REQUIRED WORK — Below are some entries; can you quote all of them exactly?

━━━━━ EXCERPTED RECORDS ━━━━━

//! CSV export of the two tables: `<forum>_posts.csv` and `<forum>_comments.csv`.
//!
//! Files are UTF-8 with a byte-order mark so spreadsheet tools detect the encoding. The header
//! row is always written, so an empty table still has the same columns.

use crate::model::{Comment, Item, Tables};
use serde::Serialize;
use std::fs::File;
use std::io::{BufWriter, Write};
use std::path::{Path, PathBuf};
use thiserror::Error;

pub const UTF8_BOM: &[u8] = b"\xEF\xBB\xBF";

#[derive(Debug, Error)]
pub enum ExportError {
    #[error("Failed to write output: {path}: {source}")]
    Io {
        path: PathBuf,
        #[source]
        source: std::io::Error,
    },

    #[error("Failed to encode CSV: {0}")]
    Csv(#[from] csv::Error),

    #[error("Failed to write output: {0}")]
    Write(#[from] std::io::Error),
}

pub fn posts_file_name(forum: &str) -> String {
    format!("{}_posts.csv", forum)
}

pub fn comments_file_name(forum: &str) -> String {
    format!("{}_comments.csv", forum)
}

fn write_table<W: Write, T: Serialize>(
    mut writer: W,
    columns: &[&str],
    rows: &[T],
) -> Result<(), ExportError> {
    writer.write_all(UTF8_BOM)?;
    let mut wtr = csv::WriterBuilder::new()
        .has_headers(false)
        .from_writer(writer);
    wtr.write_record(columns)?;
    for row in rows {
        wtr.serialize(row)?;
    }
    wtr.flush()?;
    Ok(())
}

/// Write the posts table (BOM, header, rows).
pub fn write_items<W: Write>(writer: W, items: &[Item]) -> Result<(), ExportError> {
    write_table(writer, &Item::COLUMNS, items)
}

/// Write the comments table (BOM, header, rows).
pub fn write_comments<W: Write>(writer: W, comments: &[Comment]) -> Result<(), ExportError> {
    write_table(writer, &Comment::COLUMNS, comments)
}

fn create(path: &Path) -> Result<BufWriter<File>, ExportError> {
    File::create(path)
        .map(BufWriter::new)
        .map_err(|e| ExportError::Io {
            path: path.to_path_buf(),
            source: e,
        })
}

/// Write both tables into `dir`. Returns (posts path, comments path).
pub fn write_tables(
    tables: &Tables,
    forum: &str,
    dir: &Path,
) -> Result<(PathBuf, PathBuf), ExportError> {
    let posts_path = dir.join(posts_file_name(forum));
    let comments_path = dir.join(comments_file_name(forum));
    write_items(create(&posts_path)?, &tables.items)?;
    write_comments(create(&comments_path)?, &tables.comments)?;
    Ok((posts_path, comments_path))
}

━━━━━

SOLUTION TO THIS EXERCISE —
//! CSV export of the two tables: `<forum>_posts.csv` and `<forum>_comments.csv`.
//!
//! Files are UTF-8 with a byte-order mark so spreadsheet tools detect the encoding. The header
//! row is always written, so an empty table still has the same columns.

use crate::model::{Comment, Item, Tables};
use serde::Serialize;
use std::fs::File;
use std::io::{BufWriter, Write};
use std::path::{Path, PathBuf};
use thiserror::Error;

pub const UTF8_BOM: &[u8] = b"\xEF\xBB\xBF";

#[derive(Debug, Error)]
pub enum ExportError {
    #[error("Failed to write output: {path}: {source}")]
    Io {
        path: PathBuf,
        #[source]
        source: std::io::Error,
    },

    #[error("Failed to encode CSV: {0}")]
    Csv(#[from] csv::Error),

    #[error("Failed to write output: {0}")]
    Write(#[from] std::io::Error),
}

pub fn posts_file_name(forum: &str) -> String {
    format!("{}_posts.csv", forum)
}

pub fn comments_file_name(forum: &str) -> String {
    format!("{}_comments.csv", forum)
}

fn write_table<W: Write, T: Serialize>(
    mut writer: W,
    columns: &[&str],
    rows: &[T],
) -> Result<(), ExportError> {
    writer.write_all(UTF8_BOM)?;
    let mut wtr = csv::WriterBuilder::new()
        .has_headers(false)
        .from_writer(writer);
    wtr.write_record(columns)?;
    for row in rows {
        wtr.serialize(row)?;
    }
    wtr.flush()?;
    Ok(())
}

/// Write the posts table (BOM, header, rows).
pub fn write_items<W: Write>(writer: W, items: &[Item]) -> Result<(), ExportError> {
    write_table(writer, &Item::COLUMNS, items)
}

/// Write the comments table (BOM, header, rows).
pub fn write_comments<W: Write>(writer: W, comments: &[Comment]) -> Result<(), ExportError> {
    write_table(writer, &Comment::COLUMNS, comments)
}

fn create(path: &Path) -> Result<BufWriter<File>, ExportError> {
    File::create(path)
        .map(BufWriter::new)
        .map_err(|e| ExportError::Io {
            path: path.to_path_buf(),
            source: e,
        })
}

/// Write both tables into `dir`. Returns (posts path, comments path).
pub fn write_tables(
    tables: &Tables,
    forum: &str,
    dir: &Path,
) -> Result<(PathBuf, PathBuf), ExportError> {
    let posts_path = dir.join(posts_file_name(forum));
    let comments_path = dir.join(comments_file_name(forum));
    write_items(create(&posts_path)?, &tables.items)?;
    write_comments(create(&comments_path)?, &tables.comments)?;
    Ok((posts_path, comments_path))
}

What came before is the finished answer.